[Task statement]: Check each line of the records for "debug"; collect those that have it.

[Material to process]:
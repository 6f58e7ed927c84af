//! Qdrant-backed implementation of [`VectorStorage`]

use async_trait::async_trait;
use futures::stream::{self, StreamExt, TryStreamExt};
use qdrant_client::qdrant::{
    CollectionExistsRequest, CreateCollection, Distance, PointStruct, UpsertPoints, Value,
    VectorParams,
};
use qdrant_client::{Payload, Qdrant};
use std::collections::HashMap;
use tracing::debug;

use roomdex_config::VectorStorageConfig;

use crate::error::{VectorDataError, VectorDataResult};
use crate::point::VectorPoint;
use crate::traits::VectorStorage;

/// Points per upsert call; the concurrency bound applies across these batches
const UPSERT_BATCH_SIZE: usize = 100;

fn collection_name(dataroom_id: &str) -> String {
    format!("dataroom_{dataroom_id}")
}

/// Vector storage backed by a Qdrant server, one collection per dataroom
#[derive(Clone)]
pub struct QdrantVectorStorage {
    client: Qdrant,
}

impl QdrantVectorStorage {
    /// Connect to the configured Qdrant server
    ///
    /// # Errors
    ///
    /// Returns a storage error if the client cannot be constructed.
    pub fn new(config: &VectorStorageConfig) -> VectorDataResult<Self> {
        let mut builder = Qdrant::from_url(&config.url)
            .timeout(std::time::Duration::from_secs(config.timeout_seconds));

        if let Ok(api_key) = std::env::var("QDRANT_API_KEY") {
            builder = builder.api_key(api_key);
        }

        let client = builder
            .build()
            .map_err(|e| VectorDataError::Storage(format!("Failed to create Qdrant client: {e}")))?;
        Ok(Self { client })
    }

    fn point_struct(point: VectorPoint) -> PointStruct {
        let mut payload = HashMap::new();
        payload.insert(
            "chunk_id".to_string(),
            Value::from(point.payload.chunk_id),
        );
        payload.insert(
            "document_id".to_string(),
            Value::from(point.payload.document_id),
        );
        payload.insert(
            "document_name".to_string(),
            Value::from(point.payload.document_name),
        );
        payload.insert(
            "content_type".to_string(),
            Value::from(point.payload.content_type),
        );
        payload.insert(
            "dataroom_id".to_string(),
            Value::from(point.payload.dataroom_id),
        );
        payload.insert("team_id".to_string(), Value::from(point.payload.team_id));
        payload.insert("content".to_string(), Value::from(point.payload.content));
        payload.insert(
            "token_count".to_string(),
            Value::from(point.payload.token_count),
        );
        payload.insert(
            "created_at".to_string(),
            Value::from(point.payload.created_at.to_rfc3339()),
        );

        PointStruct::new(point.id.to_string(), point.vector, Payload::from(payload))
    }
}

#[async_trait]
impl VectorStorage for QdrantVectorStorage {
    async fn collection_exists(&self, dataroom_id: &str) -> VectorDataResult<bool> {
        let request = CollectionExistsRequest {
            collection_name: collection_name(dataroom_id),
        };
        self.client
            .collection_exists(request)
            .await
            .map_err(|e| VectorDataError::Storage(format!("Failed to check collection: {e}")))
    }

    async fn ensure_collection(
        &self,
        dataroom_id: &str,
        dimensions: usize,
    ) -> VectorDataResult<()> {
        if self.collection_exists(dataroom_id).await? {
            return Ok(());
        }

        let name = collection_name(dataroom_id);
        let request = CreateCollection {
            collection_name: name.clone(),
            vectors_config: Some(
                VectorParams {
                    size: dimensions as u64,
                    distance: Distance::Cosine as i32,
                    ..Default::default()
                }
                .into(),
            ),
            ..Default::default()
        };

        match self.client.create_collection(request).await {
            Ok(_) => Ok(()),
            // Another worker can win the creation race between the exists
            // check and this call
            Err(e) if e.to_string().contains("already exists") => Ok(()),
            Err(e) => Err(VectorDataError::Storage(format!(
                "Failed to create collection '{name}': {e}"
            ))),
        }
    }

    async fn upsert_points(
        &self,
        dataroom_id: &str,
        points: Vec<VectorPoint>,
        concurrency: usize,
    ) -> VectorDataResult<usize> {
        if points.is_empty() {
            return Ok(0);
        }

        let name = collection_name(dataroom_id);
        let total = points.len();
        let batches: Vec<Vec<PointStruct>> = points
            .chunks(UPSERT_BATCH_SIZE)
            .map(|batch| batch.iter().cloned().map(Self::point_struct).collect())
            .collect();

        stream::iter(batches)
            .map(|batch| {
                let client = self.client.clone();
                let collection = name.clone();
                async move {
                    let request = UpsertPoints {
                        collection_name: collection,
                        points: batch,
                        ..Default::default()
                    };
                    client.upsert_points(request).await.map_err(|e| {
                        VectorDataError::Storage(format!("Failed to upsert points: {e}"))
                    })
                }
            })
            .buffer_unordered(concurrency.max(1))
            .try_for_each(|_| async { Ok(()) })
            .await?;

        debug!(dataroom_id, points = total, "Upserted vector points");
        Ok(total)
    }
}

[Result]:
use tracing::debug;
        debug!(dataroom_id, points = total, "Upserted vector points");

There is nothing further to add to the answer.